The Zambezi River Authority, co-owned by the two governments which manages the dam, will allocate the countries 16 billion cubic meters of water to be shared equally next year, Zambia’s Energy Minister Peter Kapala said in comments broadcast on state-owned ZNBC TV at the weekend. The previous lowest water allocation was 20 billion cubic meters in 2016, the authority said Wednesday.
Water levels have fallen to about 11.5% of usable storage as of 18 December. This has severely cut power supplies from the dam. Zimbabwe was generating just 450MW from Kariba, according to data from the Zimbabwe Power Company on Thursday.
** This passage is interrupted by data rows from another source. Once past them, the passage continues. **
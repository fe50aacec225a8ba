//! §4.5 Range Stream: the parallel shard-fragmented streaming scanner.
//!
//! A large `[begin, end)` is split at `~1 MB` granularity (`GetRangeSplitPoints`),
//! one streaming subrequest is issued per fragment, and results are
//! delivered to the caller in fragment order. Concurrency and backpressure
//! both ride on [`futures::stream::StreamExt::buffered`]: up to
//! `RANGESTREAM_BUFFERED_FRAGMENTS_LIMIT` fragment RPCs are in flight at
//! once, `buffered` only starts the next one once an earlier slot's result
//! has been consumed, and results come out in the order the fragments were
//! submitted — exactly the reorder-window-plus-backpressure behavior the
//! hand-rolled version of this would otherwise need a `BinaryHeap` for.

use std::sync::Arc;
use std::time::Duration;

use fathom_base::{err, kind_err, Error, ErrorKind, Key, KeyRange, KeySelector, Result, Value, Version};
use fathom_failure::{dispatch, pick_replica, FailureMonitor, MismatchRecord, TssRegistry};
use fathom_locations::LocationCache;
use fathom_wire::protocol::{GetKeyValuesRequest, GetRangeSplitPointsRequest, RangeLimits};
use fathom_wire::{ProxyId, Transport};
use futures::stream::{self, BoxStream, StreamExt};
use parking_lot::Mutex;
use tokio::sync::mpsc;
use tracing::{debug, trace};

/// One `[begin, end)` slice of the overall scan, in emission order.
#[derive(Clone, Debug, Eq, PartialEq)]
pub struct Fragment {
    pub index: usize,
    pub range: KeyRange,
}

/// Divides `range` into fragments at `split_points`, which must already lie
/// strictly inside `range` in ascending order (as `GetRangeSplitPoints`
/// returns them). `split_points` being empty yields the whole range as one
/// fragment.
pub fn plan_fragments(range: KeyRange, split_points: Vec<Key>) -> Vec<Fragment> {
    let mut bounds = Vec::with_capacity(split_points.len() + 2);
    bounds.push(range.begin.clone());
    bounds.extend(split_points.into_iter().filter(|k| *k > range.begin && *k < range.end));
    bounds.push(range.end.clone());
    bounds
        .windows(2)
        .enumerate()
        .map(|(index, w)| Fragment { index, range: KeyRange::new(w[0].clone(), w[1].clone()) })
        .collect()
}

/// Shared context a fragment fetch needs; kept separate from
/// `fathom_txn::TxnServices` so this crate doesn't depend upward on it.
pub struct StreamContext {
    pub transport: Arc<dyn Transport>,
    pub locations: Arc<Mutex<LocationCache>>,
    pub failure: FailureMonitor,
    pub coordinator: ProxyId,
    pub wrong_shard_server_delay: std::time::Duration,
    pub buffered_fragments_limit: usize,
    pub fragment_split_bytes: u64,
    /// TSS shadow pairing table consulted for the (non-streaming) split-point
    /// planning request (§4.2, §4.4.5). Per-fragment data fetches ride
    /// `get_key_values_stream`, whose output isn't a single comparable
    /// value, so they aren't shadow-duplicated.
    pub tss_registry: TssRegistry,
    pub tss_mismatch_tx: mpsc::Sender<MismatchRecord>,
    pub load_balance_tss_timeout: Duration,
}

/// Runs the full §4.5 pipeline over `range` at `version` and returns an
/// ordered stream of key-value pairs (or the first unrecoverable error,
/// which ends the stream).
pub fn stream_range(ctx: Arc<StreamContext>, range: KeyRange, version: Version, reverse: bool) -> BoxStream<'static, Result<(Key, Value)>> {
    let plan_ctx = ctx.clone();
    stream::once(async move { plan(&plan_ctx, range).await })
        .flat_map(move |fragments| match fragments {
            Ok(mut fragments) => {
                if reverse {
                    fragments.reverse();
                    for (i, f) in fragments.iter_mut().enumerate() {
                        f.index = i;
                    }
                }
                let limit = ctx.buffered_fragments_limit.max(1);
                let map_ctx = ctx.clone();
                stream::iter(fragments)
                    .map(move |frag| fetch_fragment(map_ctx.clone(), frag, version))
                    .buffered(limit)
                    .flat_map(|result| match result {
                        Ok(pairs) => stream::iter(pairs.into_iter().map(Ok)).boxed(),
                        Err(e) => stream::iter(vec![Err(e)]).boxed(),
                    })
                    .boxed()
            }
            Err(e) => stream::iter(vec![Err(e)]).boxed(),
        })
        .boxed()
}

async fn plan(ctx: &StreamContext, range: KeyRange) -> Result<Vec<Fragment>> {
    let (_shard, info) = resolve_location(ctx, &range.begin, false).await?;
    let transport = ctx.transport.clone();
    let req_range = range.clone();
    let chunk_size_bytes = ctx.fragment_split_bytes;
    let reply = dispatch(
        &info,
        &ctx.failure,
        &ctx.tss_registry,
        &ctx.tss_mismatch_tx,
        ctx.load_balance_tss_timeout,
        move |ssi| {
            let transport = transport.clone();
            let req = GetRangeSplitPointsRequest { range: req_range.clone(), chunk_size_bytes };
            async move { transport.get_range_split_points(&ssi, req).await }
        },
    )
    .await?;
    debug!(target: "fathom", fragments = reply.split_points.len() + 1, "range stream planned");
    Ok(plan_fragments(range, reply.split_points))
}

async fn fetch_fragment(ctx: Arc<StreamContext>, fragment: Fragment, version: Version) -> Result<Vec<(Key, Value)>> {
    let range = fragment.range;
    loop {
        let (shard, info) = resolve_location(&ctx, &range.begin, false).await?;
        let ssi = pick_replica(&info, &ctx.failure).ok_or_else(|| err("no replicas for fragment"))?;
        let _ = &shard;
        let req = GetKeyValuesRequest {
            begin: KeySelector::first_greater_or_equal(range.begin.clone()),
            end: KeySelector::first_greater_or_equal(range.end.clone()),
            version,
            limit: RangeLimits::default(),
            reverse: false,
        };
        let guard = ctx.failure.begin_request(ssi.id);
        let mut out = Vec::new();
        let mut chunks = ctx.transport.get_key_values_stream(&ssi, req);
        let mut failed: Option<Error> = None;
        while let Some(item) = chunks.next().await {
            match item {
                Ok(chunk) => out.extend(chunk.data),
                Err(e) => {
                    failed = Some(e);
                    break;
                }
            }
        }
        drop(guard);
        match failed {
            None => return Ok(out),
            Some(e) if matches!(e.kind(), ErrorKind::WrongShardServer | ErrorKind::AllAlternativesFailed) => {
                trace!(target: "fathom", fragment = fragment.index, "fragment shard miss, restarting fragment");
                ctx.failure.mark_failed(ssi.id);
                invalidate(&ctx, &range.begin);
                tokio::time::sleep(ctx.wrong_shard_server_delay).await;
                continue;
            }
            Some(e) => {
                if e.is_retriable() {
                    ctx.failure.mark_failed(ssi.id);
                }
                return Err(e);
            }
        }
    }
}

fn invalidate(ctx: &StreamContext, key: &Key) {
    ctx.locations.lock().invalidate_key(key);
}

async fn resolve_location(ctx: &StreamContext, key: &Key, reverse: bool) -> Result<(KeyRange, Arc<fathom_wire::LocationInfo>)> {
    {
        let cache = ctx.locations.lock();
        let (range, slot) = cache.get(key, reverse);
        if let Some(info) = slot {
            return Ok((range, info));
        }
    }
    let req = fathom_wire::protocol::GetKeyServerLocationsRequest { begin: key.clone(), end: None, limit: 1, reverse };
    let reply = ctx.transport.get_key_server_locations(ctx.coordinator, req).await?;
    if reply.results.is_empty() {
        return Err(kind_err(ErrorKind::AllAlternativesFailed, "no location returned for key"));
    }
    let mut cache = ctx.locations.lock();
    let mut found = None;
    for (range, ssis) in reply.results {
        let info = Arc::new(fathom_wire::LocationInfo::new(ssis, false));
        cache.insert(&range, info.clone());
        if found.is_none() {
            found = Some((range, info));
        }
    }
    found.ok_or_else(|| kind_err(ErrorKind::AllAlternativesFailed, "no location returned for key"))
}

#[cfg(test)]
mod test {
    use super::*;
    use fathom_base::Knobs;
    use fathom_wire::mock::MockTransport;
    use test_log::test;

    fn ctx(mock: &Arc<MockTransport>) -> Arc<StreamContext> {
        let knobs = Knobs::default();
        let (tss_mismatch_tx, _unused_rx) = mpsc::channel(1);
        Arc::new(StreamContext {
            transport: mock.clone(),
            locations: Arc::new(Mutex::new(LocationCache::new(knobs.location_cache_size))),
            failure: FailureMonitor::new(),
            coordinator: mock.proxy(),
            wrong_shard_server_delay: knobs.wrong_shard_server_delay,
            buffered_fragments_limit: knobs.rangestream_buffered_fragments_limit,
            fragment_split_bytes: knobs.rangestream_fragment_split_bytes,
            tss_registry: TssRegistry::new(),
            tss_mismatch_tx,
            load_balance_tss_timeout: knobs.load_balance_tss_timeout,
        })
    }

    #[test]
    fn plan_fragments_splits_on_interior_points_only() {
        let range = KeyRange::new(Key(b"a".to_vec()), Key(b"z".to_vec()));
        let points = vec![Key(b"a".to_vec()), Key(b"m".to_vec()), Key(b"z".to_vec())];
        let fragments = plan_fragments(range.clone(), points);
        assert_eq!(fragments.len(), 2);
        assert_eq!(fragments[0].range, KeyRange::new(Key(b"a".to_vec()), Key(b"m".to_vec())));
        assert_eq!(fragments[1].range, KeyRange::new(Key(b"m".to_vec()), Key(b"z".to_vec())));
    }

    #[test(tokio::test)]
    async fn stream_range_yields_all_pairs_in_order() {
        let mock = MockTransport::new();
        for (k, v) in [("a", "1"), ("b", "2"), ("c", "3")] {
            mock.seed(Key(k.as_bytes().to_vec()), Value(v.as_bytes().to_vec()));
        }
        let context = ctx(&mock);
        let version = mock.current_version();
        let range = KeyRange::all();
        let pairs: Vec<(Key, Value)> = stream_range(context, range, version, false)
            .map(|r| r.unwrap())
            .collect()
            .await;
        assert_eq!(pairs.len(), 3);
        assert_eq!(pairs[0].0, Key(b"a".to_vec()));
        assert_eq!(pairs[2].0, Key(b"c".to_vec()));
    }
}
This is less than half of the plant’s installed capacity.
Zimbabwe completed two new units at the Hwange power plant this year, adding a combined 600MW to the grid. However, the units are still going through their commissioning phases, which means they are regularly taken offline for routine maintenance. Hwange’s six older units break down often, and are to be refurbished over the next five years using a US$310 million loan from the Indian Export-Import Bank.
However, even these new projects will not be enough to meet rising demand. ZESA says it has orders of additional power installations amounting to over 2350MW, mostly from mines. According to a new World Bank report, power demand will rise from the current 1950MW to 5100MW by 2030. The Bank estimates that Zimbabwe’s power shortages cost the country 6.1% of GDP every year.